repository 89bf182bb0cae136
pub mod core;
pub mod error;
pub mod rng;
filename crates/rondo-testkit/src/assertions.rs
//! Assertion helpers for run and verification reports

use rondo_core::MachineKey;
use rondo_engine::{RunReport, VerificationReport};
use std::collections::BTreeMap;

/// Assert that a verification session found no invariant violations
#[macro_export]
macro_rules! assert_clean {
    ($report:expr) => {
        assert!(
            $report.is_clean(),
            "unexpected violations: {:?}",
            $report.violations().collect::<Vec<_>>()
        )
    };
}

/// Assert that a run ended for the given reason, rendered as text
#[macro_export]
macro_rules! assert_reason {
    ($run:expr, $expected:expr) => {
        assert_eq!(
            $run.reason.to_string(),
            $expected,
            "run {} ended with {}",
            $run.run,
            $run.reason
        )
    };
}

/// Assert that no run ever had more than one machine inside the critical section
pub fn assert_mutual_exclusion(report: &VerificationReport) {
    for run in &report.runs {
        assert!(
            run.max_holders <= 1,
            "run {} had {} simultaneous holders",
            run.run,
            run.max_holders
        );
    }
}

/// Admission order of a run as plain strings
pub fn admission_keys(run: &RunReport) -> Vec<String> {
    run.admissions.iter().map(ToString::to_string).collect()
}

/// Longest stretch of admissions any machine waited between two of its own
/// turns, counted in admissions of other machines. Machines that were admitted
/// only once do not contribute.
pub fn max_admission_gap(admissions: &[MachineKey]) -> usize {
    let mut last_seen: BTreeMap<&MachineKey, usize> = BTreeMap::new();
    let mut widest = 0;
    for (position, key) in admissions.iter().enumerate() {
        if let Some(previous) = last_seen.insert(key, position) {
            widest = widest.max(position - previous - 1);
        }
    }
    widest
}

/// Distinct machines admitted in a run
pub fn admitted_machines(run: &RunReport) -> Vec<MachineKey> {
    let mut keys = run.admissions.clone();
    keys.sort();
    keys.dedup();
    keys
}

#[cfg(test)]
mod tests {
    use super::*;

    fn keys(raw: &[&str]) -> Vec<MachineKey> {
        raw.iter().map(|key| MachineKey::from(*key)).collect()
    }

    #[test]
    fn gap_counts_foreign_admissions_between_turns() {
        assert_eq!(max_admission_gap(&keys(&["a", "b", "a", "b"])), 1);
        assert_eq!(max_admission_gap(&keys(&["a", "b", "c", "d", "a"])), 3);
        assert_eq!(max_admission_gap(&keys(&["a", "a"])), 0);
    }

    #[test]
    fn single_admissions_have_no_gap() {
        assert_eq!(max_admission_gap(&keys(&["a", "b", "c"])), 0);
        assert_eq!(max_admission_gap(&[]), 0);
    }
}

--

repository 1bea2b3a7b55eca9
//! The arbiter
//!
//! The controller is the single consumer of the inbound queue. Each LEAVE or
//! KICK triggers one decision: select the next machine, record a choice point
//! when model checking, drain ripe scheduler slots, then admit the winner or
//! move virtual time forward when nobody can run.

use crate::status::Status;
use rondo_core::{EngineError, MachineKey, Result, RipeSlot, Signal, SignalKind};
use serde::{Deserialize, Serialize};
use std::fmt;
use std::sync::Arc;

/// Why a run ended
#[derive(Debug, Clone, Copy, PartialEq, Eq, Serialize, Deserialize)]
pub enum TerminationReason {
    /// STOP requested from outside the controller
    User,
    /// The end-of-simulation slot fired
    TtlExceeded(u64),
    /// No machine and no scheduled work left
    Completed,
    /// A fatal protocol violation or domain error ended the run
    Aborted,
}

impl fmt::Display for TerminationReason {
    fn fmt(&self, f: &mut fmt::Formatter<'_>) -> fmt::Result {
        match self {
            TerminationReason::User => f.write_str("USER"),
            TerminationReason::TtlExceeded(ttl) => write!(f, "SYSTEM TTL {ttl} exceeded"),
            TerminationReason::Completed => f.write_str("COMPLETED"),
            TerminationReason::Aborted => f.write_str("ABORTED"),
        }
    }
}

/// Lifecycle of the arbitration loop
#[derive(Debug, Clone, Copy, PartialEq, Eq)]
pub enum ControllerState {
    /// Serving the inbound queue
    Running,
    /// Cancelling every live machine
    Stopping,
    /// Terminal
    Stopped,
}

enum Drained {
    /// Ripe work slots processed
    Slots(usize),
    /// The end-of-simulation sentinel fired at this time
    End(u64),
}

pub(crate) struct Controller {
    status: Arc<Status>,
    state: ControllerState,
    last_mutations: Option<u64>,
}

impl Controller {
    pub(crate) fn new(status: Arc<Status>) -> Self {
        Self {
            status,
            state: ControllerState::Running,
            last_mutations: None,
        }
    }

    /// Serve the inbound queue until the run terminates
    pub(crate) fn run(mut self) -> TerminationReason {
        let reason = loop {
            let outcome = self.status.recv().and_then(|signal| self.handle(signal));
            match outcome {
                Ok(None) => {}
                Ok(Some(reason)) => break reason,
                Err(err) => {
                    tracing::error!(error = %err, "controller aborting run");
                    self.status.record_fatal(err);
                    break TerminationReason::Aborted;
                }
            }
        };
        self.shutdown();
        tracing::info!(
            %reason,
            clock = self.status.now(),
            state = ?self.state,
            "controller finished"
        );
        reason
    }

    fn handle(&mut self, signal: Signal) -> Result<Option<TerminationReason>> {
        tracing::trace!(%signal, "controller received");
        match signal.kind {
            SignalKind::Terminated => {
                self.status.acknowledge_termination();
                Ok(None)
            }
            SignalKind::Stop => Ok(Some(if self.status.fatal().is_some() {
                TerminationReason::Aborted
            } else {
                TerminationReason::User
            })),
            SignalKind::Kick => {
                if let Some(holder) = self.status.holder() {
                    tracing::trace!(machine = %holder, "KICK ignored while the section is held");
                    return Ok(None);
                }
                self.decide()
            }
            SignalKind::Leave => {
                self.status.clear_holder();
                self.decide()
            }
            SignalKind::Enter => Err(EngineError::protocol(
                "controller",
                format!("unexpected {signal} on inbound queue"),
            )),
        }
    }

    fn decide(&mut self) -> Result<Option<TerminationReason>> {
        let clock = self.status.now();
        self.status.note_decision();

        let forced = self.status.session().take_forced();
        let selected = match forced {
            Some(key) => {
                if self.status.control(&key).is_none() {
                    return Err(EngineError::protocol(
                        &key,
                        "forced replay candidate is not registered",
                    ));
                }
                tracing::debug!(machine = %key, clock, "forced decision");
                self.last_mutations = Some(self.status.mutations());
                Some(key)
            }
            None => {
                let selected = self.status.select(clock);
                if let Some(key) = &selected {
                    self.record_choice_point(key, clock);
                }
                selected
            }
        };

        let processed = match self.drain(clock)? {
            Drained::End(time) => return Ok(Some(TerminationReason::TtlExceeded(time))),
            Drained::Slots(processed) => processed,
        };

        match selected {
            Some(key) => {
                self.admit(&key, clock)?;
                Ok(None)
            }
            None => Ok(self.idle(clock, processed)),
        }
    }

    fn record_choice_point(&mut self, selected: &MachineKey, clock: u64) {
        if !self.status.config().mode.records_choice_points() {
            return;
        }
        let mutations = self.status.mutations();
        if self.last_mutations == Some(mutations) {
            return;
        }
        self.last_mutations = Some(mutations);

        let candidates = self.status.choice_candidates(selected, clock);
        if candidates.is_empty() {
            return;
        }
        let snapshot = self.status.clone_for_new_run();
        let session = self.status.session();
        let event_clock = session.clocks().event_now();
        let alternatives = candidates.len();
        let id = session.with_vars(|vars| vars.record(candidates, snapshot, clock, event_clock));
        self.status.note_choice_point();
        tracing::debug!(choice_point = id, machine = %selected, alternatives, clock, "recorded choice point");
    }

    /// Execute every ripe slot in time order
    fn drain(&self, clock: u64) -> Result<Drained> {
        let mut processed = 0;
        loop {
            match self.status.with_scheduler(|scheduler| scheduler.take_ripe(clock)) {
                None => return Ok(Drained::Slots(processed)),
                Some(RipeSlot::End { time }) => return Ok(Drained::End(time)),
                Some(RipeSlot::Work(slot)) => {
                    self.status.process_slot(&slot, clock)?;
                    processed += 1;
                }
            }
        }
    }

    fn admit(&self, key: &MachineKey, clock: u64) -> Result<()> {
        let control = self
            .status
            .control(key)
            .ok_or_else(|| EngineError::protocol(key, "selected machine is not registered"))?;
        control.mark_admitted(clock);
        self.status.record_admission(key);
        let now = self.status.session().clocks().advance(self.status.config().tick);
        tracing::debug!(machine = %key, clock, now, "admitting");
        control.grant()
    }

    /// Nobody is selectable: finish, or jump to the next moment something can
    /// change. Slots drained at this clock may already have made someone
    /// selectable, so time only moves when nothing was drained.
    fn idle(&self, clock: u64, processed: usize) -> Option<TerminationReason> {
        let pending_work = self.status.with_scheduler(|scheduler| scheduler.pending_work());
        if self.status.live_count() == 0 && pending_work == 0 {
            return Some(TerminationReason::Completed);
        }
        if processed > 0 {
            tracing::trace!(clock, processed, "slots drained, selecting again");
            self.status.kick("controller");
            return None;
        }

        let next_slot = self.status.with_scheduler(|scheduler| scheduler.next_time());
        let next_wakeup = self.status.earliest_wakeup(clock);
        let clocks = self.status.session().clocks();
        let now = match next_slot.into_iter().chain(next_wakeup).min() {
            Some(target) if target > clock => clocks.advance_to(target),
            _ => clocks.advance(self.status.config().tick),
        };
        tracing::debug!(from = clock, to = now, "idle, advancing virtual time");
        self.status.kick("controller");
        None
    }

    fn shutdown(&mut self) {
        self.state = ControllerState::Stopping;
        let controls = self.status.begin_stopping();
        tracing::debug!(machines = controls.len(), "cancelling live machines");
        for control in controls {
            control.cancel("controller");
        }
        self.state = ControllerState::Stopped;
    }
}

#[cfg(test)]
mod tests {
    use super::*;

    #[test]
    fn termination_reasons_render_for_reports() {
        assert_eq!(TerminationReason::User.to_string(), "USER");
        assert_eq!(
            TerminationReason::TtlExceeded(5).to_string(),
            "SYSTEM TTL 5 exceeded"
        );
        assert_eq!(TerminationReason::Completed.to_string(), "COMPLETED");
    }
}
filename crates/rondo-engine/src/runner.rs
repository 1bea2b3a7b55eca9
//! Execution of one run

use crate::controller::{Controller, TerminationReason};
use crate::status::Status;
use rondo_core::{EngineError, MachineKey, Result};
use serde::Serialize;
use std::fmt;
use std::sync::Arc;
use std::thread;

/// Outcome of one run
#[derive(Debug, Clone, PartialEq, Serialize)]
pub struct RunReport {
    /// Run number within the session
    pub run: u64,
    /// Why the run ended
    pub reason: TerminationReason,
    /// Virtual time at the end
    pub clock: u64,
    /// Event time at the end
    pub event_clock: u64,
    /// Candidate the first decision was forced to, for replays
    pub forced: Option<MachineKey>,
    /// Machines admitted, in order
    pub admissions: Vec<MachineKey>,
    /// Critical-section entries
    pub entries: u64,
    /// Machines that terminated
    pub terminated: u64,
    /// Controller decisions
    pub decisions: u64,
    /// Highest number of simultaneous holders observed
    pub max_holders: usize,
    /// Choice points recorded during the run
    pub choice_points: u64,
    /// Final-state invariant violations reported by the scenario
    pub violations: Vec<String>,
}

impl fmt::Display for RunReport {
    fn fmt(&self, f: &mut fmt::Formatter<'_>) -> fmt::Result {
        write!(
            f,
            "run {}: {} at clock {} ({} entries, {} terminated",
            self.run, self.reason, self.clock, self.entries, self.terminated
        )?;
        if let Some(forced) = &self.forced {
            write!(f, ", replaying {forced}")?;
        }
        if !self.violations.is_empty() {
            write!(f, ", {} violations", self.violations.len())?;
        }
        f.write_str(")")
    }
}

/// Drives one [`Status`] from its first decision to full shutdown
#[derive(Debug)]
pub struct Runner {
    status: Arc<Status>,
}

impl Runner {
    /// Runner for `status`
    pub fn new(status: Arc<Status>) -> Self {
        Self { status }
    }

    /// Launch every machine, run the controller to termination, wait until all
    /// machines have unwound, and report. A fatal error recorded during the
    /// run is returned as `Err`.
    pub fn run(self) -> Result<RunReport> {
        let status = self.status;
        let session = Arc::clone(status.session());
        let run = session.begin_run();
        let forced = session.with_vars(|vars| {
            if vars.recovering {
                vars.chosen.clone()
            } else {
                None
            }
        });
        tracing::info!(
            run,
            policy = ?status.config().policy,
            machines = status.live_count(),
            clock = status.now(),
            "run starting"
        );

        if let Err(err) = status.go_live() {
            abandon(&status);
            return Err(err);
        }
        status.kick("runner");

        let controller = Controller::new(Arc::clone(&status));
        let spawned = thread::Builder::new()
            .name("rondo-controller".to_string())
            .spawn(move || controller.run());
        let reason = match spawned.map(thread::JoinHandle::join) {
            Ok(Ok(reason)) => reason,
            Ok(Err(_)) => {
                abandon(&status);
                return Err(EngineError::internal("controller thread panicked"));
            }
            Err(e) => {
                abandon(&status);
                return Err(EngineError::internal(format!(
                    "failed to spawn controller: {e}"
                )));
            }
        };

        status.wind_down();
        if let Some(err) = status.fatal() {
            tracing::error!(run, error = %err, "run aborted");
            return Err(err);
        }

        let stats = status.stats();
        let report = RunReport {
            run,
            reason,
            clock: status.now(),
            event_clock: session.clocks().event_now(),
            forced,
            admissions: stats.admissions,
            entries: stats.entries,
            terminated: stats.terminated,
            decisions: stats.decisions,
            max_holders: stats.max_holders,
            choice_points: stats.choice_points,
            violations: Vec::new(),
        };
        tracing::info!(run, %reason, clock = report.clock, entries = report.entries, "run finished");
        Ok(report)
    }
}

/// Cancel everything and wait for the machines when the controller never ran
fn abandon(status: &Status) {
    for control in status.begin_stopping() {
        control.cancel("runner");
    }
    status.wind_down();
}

## Task:
Where does the word "queue" occur in the records? Return every line that holds it.

## Response below:
//! The controller is the single consumer of the inbound queue. Each LEAVE or
    /// Serving the inbound queue
    /// Serve the inbound queue until the run terminates
                format!("unexpected {signal} on inbound queue"),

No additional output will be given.